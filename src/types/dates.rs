use chrono::{Datelike, Days, NaiveDate, NaiveDateTime};
use std::fmt;
use std::fmt::{Display, Formatter};

use crate::types::errors::DateError;

/// Format accepted for range bounds supplied by the caller.
pub const RANGE_FORMAT: &str = "%Y-%m-%d";

// Slash dates are month-first; day-first only applies when the first part cannot be a month.
const DATE_FORMATS: [&str; 4] = ["%Y-%m-%d", "%Y/%m/%d", "%m/%d/%Y", "%d/%m/%Y"];
const DATETIME_FORMATS: [&str; 4] = [
    "%Y-%m-%d %H:%M:%S",
    "%Y-%m-%dT%H:%M:%S",
    "%Y-%m-%d %H:%M:%S%.f",
    "%Y-%m-%dT%H:%M:%S%.f"
];

// Serial 2958465 is 9999-12-31 in the 1900 date system.
const MAX_SERIAL: f64 = 2_958_465.0;

/// Parses a textual date in any of the accepted layouts.
pub fn parse_date_text(text: &str) -> Option<NaiveDate> {
    let text = text.trim();

    DATE_FORMATS.iter()
        .find_map(|format| NaiveDate::parse_from_str(text, format).ok())
        .or_else(|| {
            DATETIME_FORMATS.iter()
                .find_map(|format| NaiveDateTime::parse_from_str(text, format).ok())
                .map(|datetime| datetime.date())
        })
}

/// Converts a spreadsheet serial number (1900 system) to a date.
pub fn from_serial(serial: f64) -> Option<NaiveDate> {
    if !serial.is_finite() || !(1.0..=MAX_SERIAL).contains(&serial) {
        return None;
    }

    //NOTE: Day zero is 1899-12-30 so that serial 61 lands on 1900-03-01 despite the phantom 1900-02-29
    NaiveDate::from_ymd_opt(1899, 12, 30)?.checked_add_days(Days::new(serial.floor() as u64))
}

/// An inclusive window of calendar dates.
#[derive(Debug, Clone, Copy, Eq, PartialEq)]
pub struct DateRange {
    pub start: NaiveDate,
    pub end: NaiveDate
}

impl DateRange {
    pub fn new(start: NaiveDate, end: NaiveDate) -> Self {
        Self { start, end }
    }

    /// Parses both bounds as `YYYY-MM-DD`.
    ///
    /// # Errors
    /// Returns `DateError::InvalidRange` naming the first bound that fails to parse.
    pub fn parse(start: &str, end: &str) -> Result<Self, DateError> {
        Ok(Self::new(parse_bound(start)?, parse_bound(end)?))
    }

    /// First day of the month containing `today`, through `today`.
    pub fn month_to_date(today: NaiveDate) -> Self {
        Self::new(today.with_day(1).unwrap_or(today), today)
    }

    pub fn contains(&self, date: NaiveDate) -> bool {
        self.start <= date && date <= self.end
    }
}

impl Display for DateRange {
    fn fmt(&self, formatter: &mut Formatter<'_>) -> fmt::Result {
        write!(formatter, "{} to {}", self.start.format(RANGE_FORMAT), self.end.format(RANGE_FORMAT))
    }
}

fn parse_bound(value: &str) -> Result<NaiveDate, DateError> {
    NaiveDate::parse_from_str(value.trim(), RANGE_FORMAT)
        .map_err(|_| DateError::invalid_range(value))
}
mod cell;
mod column;
mod dates;
mod errors;
#[cfg(test)]
mod tests;

pub use cell::Cell;
pub use column::Column;
pub use dates::{from_serial, parse_date_text, DateRange, RANGE_FORMAT};
pub use errors::{DataError, DateError, NumberError};

/// Spreadsheet row number as seen by the user (the header is row 1).
pub type SourceRow = usize;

■ ■ ■ ■

## Instructions to follow
Of the entries above, repeat exactly the lines between the line with "return None;" and the line with "First day of", inclusive, and no others.

## Solution
        return None;
    }

    //NOTE: Day zero is 1899-12-30 so that serial 61 lands on 1900-03-01 despite the phantom 1900-02-29
    NaiveDate::from_ymd_opt(1899, 12, 30)?.checked_add_days(Days::new(serial.floor() as u64))
}

/// An inclusive window of calendar dates.
#[derive(Debug, Clone, Copy, Eq, PartialEq)]
pub struct DateRange {
    pub start: NaiveDate,
    pub end: NaiveDate
}

impl DateRange {
    pub fn new(start: NaiveDate, end: NaiveDate) -> Self {
        Self { start, end }
    }

    /// Parses both bounds as `YYYY-MM-DD`.
    ///
    /// # Errors
    /// Returns `DateError::InvalidRange` naming the first bound that fails to parse.
    pub fn parse(start: &str, end: &str) -> Result<Self, DateError> {
        Ok(Self::new(parse_bound(start)?, parse_bound(end)?))
    }

    /// First day of the month containing `today`, through `today`.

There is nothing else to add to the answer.